What the 29-year-old did not have was experience in building a tech start-up. So, she put her business -- Mogzit in-home Care -- through an incubator. That helped, but as she got busy with running her company, she realized that some of her founding ideas were getting lost along the way.
“Before we started the company, we made this document with our value proposition and the business plan,” she said. “After we launched the company, we moved on and somehow that just got lost in the process.”
ITC offers start-ups a variety of services to further their business interests, including a diagnostic tool that provides rich insights. In March, Tarekegn completed the #FastTrackTech 360Diagnostics Startup Maturity assessment with NTF V Ethiopia team. The project brought together 27 tech start-ups, including seven women, for the assessment in Ethiopia.
“Completing the assessment gave me the chance to pause a moment and see what I had written before about the company’s vision, its mission, the value proposition and our traction so far,” she said. “That then showed what we have to do in the near future and in the long run.”
When companies go through the assessment, they receive insights on their financial management, business model, go-to-market strategy and other topics. They examine obstacles to their goals and receive a report that compares their business against best practices, and allows them to find both their gaps and advantages.
In her case, the assessment helped her realize that her business was not aiming at a mass market. That insight allowed her to focus on her market segment: People with smartphones and internet access.

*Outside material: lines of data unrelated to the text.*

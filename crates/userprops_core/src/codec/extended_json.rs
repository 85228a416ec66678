//! Extended JSON codec.
//!
//! # Responsibility
//! - Encode property mappings as pretty-printed JSON objects.
//! - Tag scene-domain values as `{"__type__": <name>, "__value__": [...]}`.
//!
//! # Invariants
//! - Top-level buffer is always a JSON object.
//! - Object keys are written in mapping order (`serde_json/preserve_order`).
//! - `__type__` is reserved and rejected as a user nested-map key.
//! - Non-finite floats are rejected at encode time, never written as `null`.
//! - Every encoded key decodes back to the same `PropertyKey`; string keys
//!   spelled as canonical integers are rejected at encode time.

use super::{CodecError, CodecResult, PropertyCodec};
use crate::model::key::PropertyKey;
use crate::model::property_map::PropertyMap;
use crate::model::value::PropertyValue;
use serde::Serialize;
use serde_json::ser::PrettyFormatter;
use serde_json::{Map, Number, Value};

/// Reserved key naming the custom type of a tagged object.
pub const TYPE_TAG: &str = "__type__";
/// Reserved key holding the payload of a tagged object.
pub const VALUE_TAG: &str = "__value__";

const TYPE_VECTOR: &str = "vector";
const TYPE_MATRIX: &str = "matrix";
const TYPE_COLOR: &str = "color";

const DEFAULT_INDENT: usize = 4;

/// JSON codec with support for vector/matrix/color values.
#[derive(Debug, Clone, PartialEq, Eq)]
pub struct ExtendedJsonCodec {
    indent: usize,
}

impl ExtendedJsonCodec {
    pub fn new() -> Self {
        Self::with_indent(DEFAULT_INDENT)
    }

    /// Creates a codec that pretty-prints with `indent` spaces per level.
    pub fn with_indent(indent: usize) -> Self {
        Self { indent }
    }

    pub fn indent(&self) -> usize {
        self.indent
    }

    /// Parses one standalone value, e.g. a command-line argument.
    pub fn decode_value(&self, text: &str) -> CodecResult<PropertyValue> {
        let parsed: Value =
            serde_json::from_str(text).map_err(|err| CodecError::Decode(err.to_string()))?;
        json_to_value(parsed)
    }

    /// Renders one value as compact JSON.
    pub fn encode_value(&self, value: &PropertyValue) -> CodecResult<String> {
        serde_json::to_string(&value_to_json(value)?)
            .map_err(|err| CodecError::Encode(err.to_string()))
    }
}

impl Default for ExtendedJsonCodec {
    fn default() -> Self {
        Self::new()
    }
}

impl PropertyCodec for ExtendedJsonCodec {
    fn encode(&self, properties: &PropertyMap) -> CodecResult<String> {
        let mut object = Map::new();
        for (key, value) in properties.iter() {
            let json_key = key.to_json_key();
            if PropertyKey::from_json_key(&json_key) != *key {
                return Err(CodecError::Encode(format!(
                    "string key `{json_key}` would read back as an integer key"
                )));
            }
            object.insert(json_key, value_to_json(value)?);
        }

        let indent = " ".repeat(self.indent);
        let formatter = PrettyFormatter::with_indent(indent.as_bytes());
        let mut out = Vec::new();
        let mut serializer = serde_json::Serializer::with_formatter(&mut out, formatter);
        Value::Object(object)
            .serialize(&mut serializer)
            .map_err(|err| CodecError::Encode(err.to_string()))?;

        String::from_utf8(out).map_err(|err| CodecError::Encode(err.to_string()))
    }

    fn decode(&self, buffer: &str) -> CodecResult<PropertyMap> {
        let parsed: Value =
            serde_json::from_str(buffer).map_err(|err| CodecError::Decode(err.to_string()))?;

        let object = match parsed {
            Value::Object(object) => object,
            other => {
                return Err(CodecError::Decode(format!(
                    "expected a JSON object, found {}",
                    json_kind(&other)
                )));
            }
        };

        let mut properties = PropertyMap::new();
        for (key, value) in object {
            properties.insert(PropertyKey::from_json_key(&key), json_to_value(value)?);
        }
        Ok(properties)
    }
}

fn value_to_json(value: &PropertyValue) -> CodecResult<Value> {
    let json = match value {
        PropertyValue::Null => Value::Null,
        PropertyValue::Bool(flag) => Value::Bool(*flag),
        PropertyValue::Int(number) => Value::Number(Number::from(*number)),
        PropertyValue::Float(number) => Value::Number(finite_number(*number)?),
        PropertyValue::String(text) => Value::String(text.clone()),
        PropertyValue::List(values) => Value::Array(
            values
                .iter()
                .map(value_to_json)
                .collect::<CodecResult<Vec<_>>>()?,
        ),
        PropertyValue::Map(entries) => {
            let mut object = Map::new();
            for (key, entry) in entries {
                if key == TYPE_TAG {
                    return Err(CodecError::Encode(format!(
                        "`{TYPE_TAG}` is reserved and cannot be used as a map key"
                    )));
                }
                if object.insert(key.clone(), value_to_json(entry)?).is_some() {
                    return Err(CodecError::Encode(format!("duplicate map key `{key}`")));
                }
            }
            Value::Object(object)
        }
        PropertyValue::Vector(components) => tagged(TYPE_VECTOR, components)?,
        PropertyValue::Matrix(components) => tagged(TYPE_MATRIX, components)?,
        PropertyValue::Color(components) => tagged(TYPE_COLOR, components)?,
    };
    Ok(json)
}

fn tagged(type_name: &str, components: &[f64]) -> CodecResult<Value> {
    let numbers = components
        .iter()
        .map(|component| finite_number(*component).map(Value::Number))
        .collect::<CodecResult<Vec<_>>>()?;

    let mut object = Map::new();
    object.insert(TYPE_TAG.to_string(), Value::String(type_name.to_string()));
    object.insert(VALUE_TAG.to_string(), Value::Array(numbers));
    Ok(Value::Object(object))
}

fn finite_number(value: f64) -> CodecResult<Number> {
    Number::from_f64(value)
        .ok_or_else(|| CodecError::Encode(format!("non-finite float `{value}` is not valid JSON")))
}

fn json_to_value(json: Value) -> CodecResult<PropertyValue> {
    let value = match json {
        Value::Null => PropertyValue::Null,
        Value::Bool(flag) => PropertyValue::Bool(flag),
        Value::Number(number) => match number.as_i64() {
            Some(integer) => PropertyValue::Int(integer),
            None => PropertyValue::Float(number.as_f64().ok_or_else(|| {
                CodecError::Decode(format!("unrepresentable number `{number}`"))
            })?),
        },
        Value::String(text) => PropertyValue::String(text),
        Value::Array(values) => PropertyValue::List(
            values
                .into_iter()
                .map(json_to_value)
                .collect::<CodecResult<Vec<_>>>()?,
        ),
        Value::Object(object) if object.contains_key(TYPE_TAG) => decode_tagged(object)?,
        Value::Object(object) => PropertyValue::Map(
            object
                .into_iter()
                .map(|(key, entry)| json_to_value(entry).map(|value| (key, value)))
                .collect::<CodecResult<Vec<_>>>()?,
        ),
    };
    Ok(value)
}

fn decode_tagged(object: Map<String, Value>) -> CodecResult<PropertyValue> {
    if object.len() != 2 || !object.contains_key(VALUE_TAG) {
        return Err(CodecError::Decode(format!(
            "tagged value must contain exactly `{TYPE_TAG}` and `{VALUE_TAG}`"
        )));
    }

    let type_name = object
        .get(TYPE_TAG)
        .and_then(Value::as_str)
        .ok_or_else(|| CodecError::Decode(format!("`{TYPE_TAG}` must be a string")))?;
    let payload = object.get(VALUE_TAG).and_then(Value::as_array).ok_or_else(|| {
        CodecError::Decode(format!("`{VALUE_TAG}` of `{type_name}` must be an array"))
    })?;

    match type_name {
        TYPE_VECTOR => Ok(PropertyValue::Vector(fixed_components(type_name, payload)?)),
        TYPE_MATRIX => Ok(PropertyValue::Matrix(fixed_components(type_name, payload)?)),
        TYPE_COLOR => Ok(PropertyValue::Color(fixed_components(type_name, payload)?)),
        other => Err(CodecError::Decode(format!("unknown tagged type `{other}`"))),
    }
}

fn fixed_components<const N: usize>(type_name: &str, payload: &[Value]) -> CodecResult<[f64; N]> {
    if payload.len() != N {
        return Err(CodecError::Decode(format!(
            "`{type_name}` expects {N} components, found {}",
            payload.len()
        )));
    }

    let mut components = [0.0; N];
    for (slot, item) in components.iter_mut().zip(payload) {
        *slot = item.as_f64().ok_or_else(|| {
            CodecError::Decode(format!("`{type_name}` component `{item}` is not a number"))
        })?;
    }
    Ok(components)
}

fn json_kind(value: &Value) -> &'static str {
    match value {
        Value::Null => "null",
        Value::Bool(_) => "a boolean",
        Value::Number(_) => "a number",
        Value::String(_) => "a string",
        Value::Array(_) => "an array",
        Value::Object(_) => "an object",
    }
}

#[cfg(test)]
mod tests {
    use super::ExtendedJsonCodec;
    use crate::codec::{CodecError, PropertyCodec};
    use crate::model::key::PropertyKey;
    use crate::model::property_map::PropertyMap;
    use crate::model::value::{PropertyValue, IDENTITY_MATRIX};

    #[test]
    fn encode_pretty_prints_with_four_space_indent() {
        let codec = ExtendedJsonCodec::new();
        let properties: PropertyMap = [("scale", 2.5)].into_iter().collect();

        let text = codec.encode(&properties).expect("encode");
        assert_eq!(text, "{\n    \"scale\": 2.5\n}");
    }

    #[test]
    fn encode_keeps_insertion_order() {
        let codec = ExtendedJsonCodec::new();
        let properties: PropertyMap = [("zeta", 1), ("alpha", 2), ("mid", 3)]
            .into_iter()
            .collect();

        let text = codec.encode(&properties).expect("encode");
        let zeta = text.find("zeta").expect("zeta");
        let alpha = text.find("alpha").expect("alpha");
        let mid = text.find("mid").expect("mid");
        assert!(zeta < alpha && alpha < mid);
    }

    #[test]
    fn scene_values_survive_encode_decode() {
        let codec = ExtendedJsonCodec::new();
        let mut properties = PropertyMap::new();
        properties.insert("offset".into(), PropertyValue::Vector([1.0, -2.5, 0.0]));
        properties.insert("xform".into(), PropertyValue::Matrix(IDENTITY_MATRIX));
        properties.insert("tint".into(), PropertyValue::Color([0.2, 0.4, 0.6, 1.0]));
        properties.insert(PropertyKey::Int(3), PropertyValue::from("third"));
        properties.insert(
            "meta".into(),
            PropertyValue::Map(vec![
                ("lod".to_string(), PropertyValue::Int(1)),
                ("tags".to_string(), vec!["a", "b"].into()),
            ]),
        );

        let text = codec.encode(&properties).expect("encode");
        assert!(text.contains("\"__type__\": \"vector\""));
        assert_eq!(codec.decode(&text).expect("decode"), properties);
    }

    #[test]
    fn whole_floats_stay_floats() {
        let codec = ExtendedJsonCodec::new();
        let properties: PropertyMap = [("weight", 2.0)].into_iter().collect();

        let decoded = codec
            .decode(&codec.encode(&properties).expect("encode"))
            .expect("decode");
        assert_eq!(decoded.get(&"weight".into()), Some(&PropertyValue::Float(2.0)));
    }

    #[test]
    fn standalone_values_use_the_same_tagging() {
        let codec = ExtendedJsonCodec::new();
        let value = codec
            .decode_value(r#"{"__type__": "color", "__value__": [1, 0, 0, 1]}"#)
            .expect("decode value");
        assert_eq!(value, PropertyValue::Color([1.0, 0.0, 0.0, 1.0]));
        assert_eq!(codec.decode_value("\"text\"").unwrap(), PropertyValue::from("text"));
        assert_eq!(codec.encode_value(&PropertyValue::Int(3)).unwrap(), "3");
    }

    #[test]
    fn decode_rejects_malformed_and_non_object_buffers() {
        let codec = ExtendedJsonCodec::new();
        for buffer in ["not json at all", "[1, 2]", "42", "{\"a\": "] {
            let err = codec.decode(buffer).expect_err("must fail");
            assert!(err.is_decode(), "`{buffer}` should be a decode error");
        }
    }

    #[test]
    fn decode_rejects_unknown_or_malformed_tags() {
        let codec = ExtendedJsonCodec::new();
        let unknown = r#"{"a": {"__type__": "quaternion", "__value__": [0, 0, 0, 1]}}"#;
        let short = r#"{"a": {"__type__": "vector", "__value__": [0, 1]}}"#;
        let extra = r#"{"a": {"__type__": "vector", "__value__": [0, 1, 2], "x": 1}}"#;

        for buffer in [unknown, short, extra] {
            assert!(matches!(codec.decode(buffer), Err(CodecError::Decode(_))));
        }
    }

    #[test]
    fn encode_rejects_non_finite_floats_and_reserved_keys() {
        let codec = ExtendedJsonCodec::new();

        let nan: PropertyMap = [("bad", f64::NAN)].into_iter().collect();
        assert!(matches!(codec.encode(&nan), Err(CodecError::Encode(_))));

        let mut reserved = PropertyMap::new();
        reserved.insert(
            "meta".into(),
            PropertyValue::Map(vec![("__type__".to_string(), PropertyValue::Null)]),
        );
        assert!(matches!(codec.encode(&reserved), Err(CodecError::Encode(_))));
    }

    #[test]
    fn encode_rejects_string_keys_spelled_as_integers() {
        let codec = ExtendedJsonCodec::new();
        let lone: PropertyMap = [(PropertyKey::from("7"), "seven")].into_iter().collect();
        assert!(matches!(codec.encode(&lone), Err(CodecError::Encode(_))));

        let mut beside_int = PropertyMap::new();
        beside_int.insert(PropertyKey::Int(1), PropertyValue::Null);
        beside_int.insert(PropertyKey::from("1"), PropertyValue::Null);
        assert!(matches!(codec.encode(&beside_int), Err(CodecError::Encode(_))));
    }

    #[test]
    fn integer_like_string_keys_that_are_not_canonical_round_trip() {
        let codec = ExtendedJsonCodec::new();
        let properties: PropertyMap = [
            (PropertyKey::from("007"), 1),
            (PropertyKey::from("+1"), 2),
            (PropertyKey::Int(7), 3),
        ]
        .into_iter()
        .collect();

        let text = codec.encode(&properties).expect("encode");
        assert_eq!(codec.decode(&text).expect("decode"), properties);
    }
}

Another 26 start-ups completed the assessment in Ghana, including companies that joined the project at different points in their development. Nana Opoku W.O. Agyeman-Prempeh founded Grow for Me in Ghana. He describes his business as crowdfunding and crowd farming, using technology to connect small farmers to financing and markets.
When he went through the #FastTrackTech 360Diagnostic assessment, he found that his company already had many of the documents and systems in place.

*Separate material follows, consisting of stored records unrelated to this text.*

//! Property key model.
//!
//! # Responsibility
//! - Represent the two key shapes a property bag accepts (text or integer).
//! - Map keys to and from their JSON object-key spelling.
//!
//! # Invariants
//! - Integer keys are written as canonical decimal text (`-12`, `0`, `7`).
//! - Only canonical decimal text is read back as an integer key, so a string
//!   key with that spelling cannot be stored (see the extended JSON codec).

use serde::{Deserialize, Serialize};
use std::fmt::{Display, Formatter};

/// Key of one user property.
#[derive(Debug, Clone, PartialEq, Eq, Hash, PartialOrd, Ord, Serialize, Deserialize)]
#[serde(untagged)]
pub enum PropertyKey {
    Int(i64),
    Str(String),
}

impl PropertyKey {
    /// Returns the JSON object-key spelling of this key.
    pub fn to_json_key(&self) -> String {
        match self {
            Self::Int(value) => value.to_string(),
            Self::Str(value) => value.clone(),
        }
    }

    /// Parses a JSON object key.
    ///
    /// Text that round-trips through `i64` unchanged becomes `Int`; anything
    /// else (`"007"`, `"+1"`, `"scale"`) stays `Str`.
    pub fn from_json_key(text: &str) -> Self {
        match text.parse::<i64>() {
            Ok(value) if value.to_string() == text => Self::Int(value),
            _ => Self::Str(text.to_string()),
        }
    }

    pub fn as_str(&self) -> Option<&str> {
        match self {
            Self::Str(value) => Some(value.as_str()),
            Self::Int(_) => None,
        }
    }

    pub fn as_int(&self) -> Option<i64> {
        match self {
            Self::Int(value) => Some(*value),
            Self::Str(_) => None,
        }
    }
}

impl Display for PropertyKey {
    fn fmt(&self, f: &mut Formatter<'_>) -> std::fmt::Result {
        match self {
            Self::Int(value) => write!(f, "{value}"),
            Self::Str(value) => write!(f, "`{value}`"),
        }
    }
}

impl From<&str> for PropertyKey {
    fn from(value: &str) -> Self {
        Self::Str(value.to_string())
    }
}

impl From<String> for PropertyKey {
    fn from(value: String) -> Self {
        Self::Str(value)
    }
}

impl From<&String> for PropertyKey {
    fn from(value: &String) -> Self {
        Self::Str(value.clone())
    }
}

impl From<i64> for PropertyKey {
    fn from(value: i64) -> Self {
        Self::Int(value)
    }
}

impl From<i32> for PropertyKey {
    fn from(value: i32) -> Self {
        Self::Int(i64::from(value))
    }
}

impl From<u32> for PropertyKey {
    fn from(value: u32) -> Self {
        Self::Int(i64::from(value))
    }
}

“We had an investor-ready checklist,” he said. “The diagnostic reinforced that we need to make sure that we continue to improve those systems, and to make sure we continue to improve what we are doing.”

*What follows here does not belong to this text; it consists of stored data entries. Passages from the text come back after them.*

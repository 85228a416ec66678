//! Scene file bootstrap and schema upgrades.
//!
//! # Responsibility
//! - Open scene files (or private in-memory scenes) ready for `SqliteScene`.
//! - Bring older scene files up to the current layout step by step.
//!
//! # Invariants
//! - `PRAGMA user_version` equals the number of applied layout steps.
//! - A file written by a newer build is refused, never downgraded.
//! - Returned connections enforce foreign keys, so removing a node drops its
//!   attributes.

use crate::host::{HostError, HostResult};
use log::{debug, error, info};
use rusqlite::Connection;
use std::path::Path;
use std::time::{Duration, Instant};

/// Ordered layout steps; step `n` moves a file from version `n` to `n + 1`.
const LAYOUT_STEPS: &[&str] = &[
    include_str!("0001_scene.sql"),
    include_str!("0002_attribute_short_names.sql"),
];

/// Scene layout version written by this build.
pub const SCENE_SCHEMA_VERSION: u32 = LAYOUT_STEPS.len() as u32;

const BUSY_TIMEOUT: Duration = Duration::from_secs(5);

/// Opens a scene file, creating it when absent, and upgrades its layout.
///
/// # Side effects
/// - Emits `scene_open` events with mode, duration and status.
pub fn open_scene_file(path: impl AsRef<Path>) -> HostResult<Connection> {
    let path = path.as_ref();
    log_open("file", || {
        let mut conn = Connection::open(path)?;
        prepare(&mut conn)?;
        Ok(conn)
    })
}

/// Opens an empty private scene that lives as long as the connection.
pub fn open_scene_in_memory() -> HostResult<Connection> {
    log_open("memory", || {
        let mut conn = Connection::open_in_memory()?;
        prepare(&mut conn)?;
        Ok(conn)
    })
}

/// Reads the layout version recorded in a scene file.
pub fn scene_schema_version(conn: &Connection) -> HostResult<u32> {
    Ok(conn.pragma_query_value(None, "user_version", |row| row.get(0))?)
}

/// Fails unless `conn` is at exactly the layout this build writes.
pub(crate) fn ensure_current_layout(conn: &Connection) -> HostResult<()> {
    let found = scene_schema_version(conn)?;
    if found != SCENE_SCHEMA_VERSION {
        return Err(HostError::SchemaMismatch {
            found,
            expected: SCENE_SCHEMA_VERSION,
        });
    }
    Ok(())
}

fn log_open<F>(mode: &str, open: F) -> HostResult<Connection>
where
    F: FnOnce() -> HostResult<Connection>,
{
    let started_at = Instant::now();
    let result = open();
    let duration_ms = started_at.elapsed().as_millis();
    match &result {
        Ok(_) => info!(
            "event=scene_open module=host.sqlite status=ok mode={mode} version={SCENE_SCHEMA_VERSION} duration_ms={duration_ms}"
        ),
        Err(err) => error!(
            "event=scene_open module=host.sqlite status=error mode={mode} duration_ms={duration_ms} error={err}"
        ),
    }
    result
}

fn prepare(conn: &mut Connection) -> HostResult<()> {
    conn.pragma_update(None, "foreign_keys", true)?;
    conn.busy_timeout(BUSY_TIMEOUT)?;
    upgrade_layout(conn)
}

fn upgrade_layout(conn: &mut Connection) -> HostResult<()> {
    let found = scene_schema_version(conn)?;
    if found > SCENE_SCHEMA_VERSION {
        return Err(HostError::SchemaMismatch {
            found,
            expected: SCENE_SCHEMA_VERSION,
        });
    }

    let tx = conn.transaction()?;
    for (index, step) in LAYOUT_STEPS.iter().enumerate().skip(found as usize) {
        let version = index as u32 + 1;
        tx.execute_batch(step)?;
        tx.pragma_update(None, "user_version", version)?;
        debug!("event=scene_upgrade module=host.sqlite status=ok from={found} to={version}");
    }
    tx.commit()?;
    Ok(())
}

“We realized a need to keep up those cultural documents,” he added.
The digital tool is available in English and French. The sessions in Ethiopia and Ghana included a one-hour in-person assessment that brought together each company’s founder, the NTF V tech team, and an experienced investor who advised the founder on how to better position each start-up.
In Ethiopia, the international investor was Tamim El Zein from Africa SeedStars Ventures, a fund focused on emerging and frontier markets. In Ghana, the startups met with Andrews Akoto-Addo, an investment associate from Ghana Tech Lab.
One of the insights that Agyeman-Prempeh left with was that Grow for Me could scale its work.
“I realized that we can actually scale the process and the methods once they’re structured,” he said. “We need to make sure everyone is very familiar with these processes and that we’re constantly reviewing them.”
For newcomers like Tarekegn, the diagnostic assessment built her confidence in getting her business off the ground.
“It's transforming people who don't have business knowledge into businesswomen, starting from scratch,” she said. “The assessment process helped me to understand everything new – understand the words and the terminology in this whole startup ecosystem. And it just helped me to understand it so fast.”
After the assessments, the NTF V Tech team analyzed the outcomes to choose which start-ups would benefit most from the programme. This gives the team insight on where each tech startup is currently at and where they need support most.
About the project
The Netherlands Trust Fund V (NTF) (July 2021 – June 2025) project is based on a partnership between the Ministry of Foreign Affairs of The Netherlands and the International Trade Centre. The programme supports MSMEs in the digital technologies and agribusiness sectors. Its ambition is two-fold: to contribute to an inclusive and sustainable transformation of food systems, partially through digital solutions, and drive the internationalization of tech start-ups and export of IT&BPO companies in selected Sub-Saharan African countries.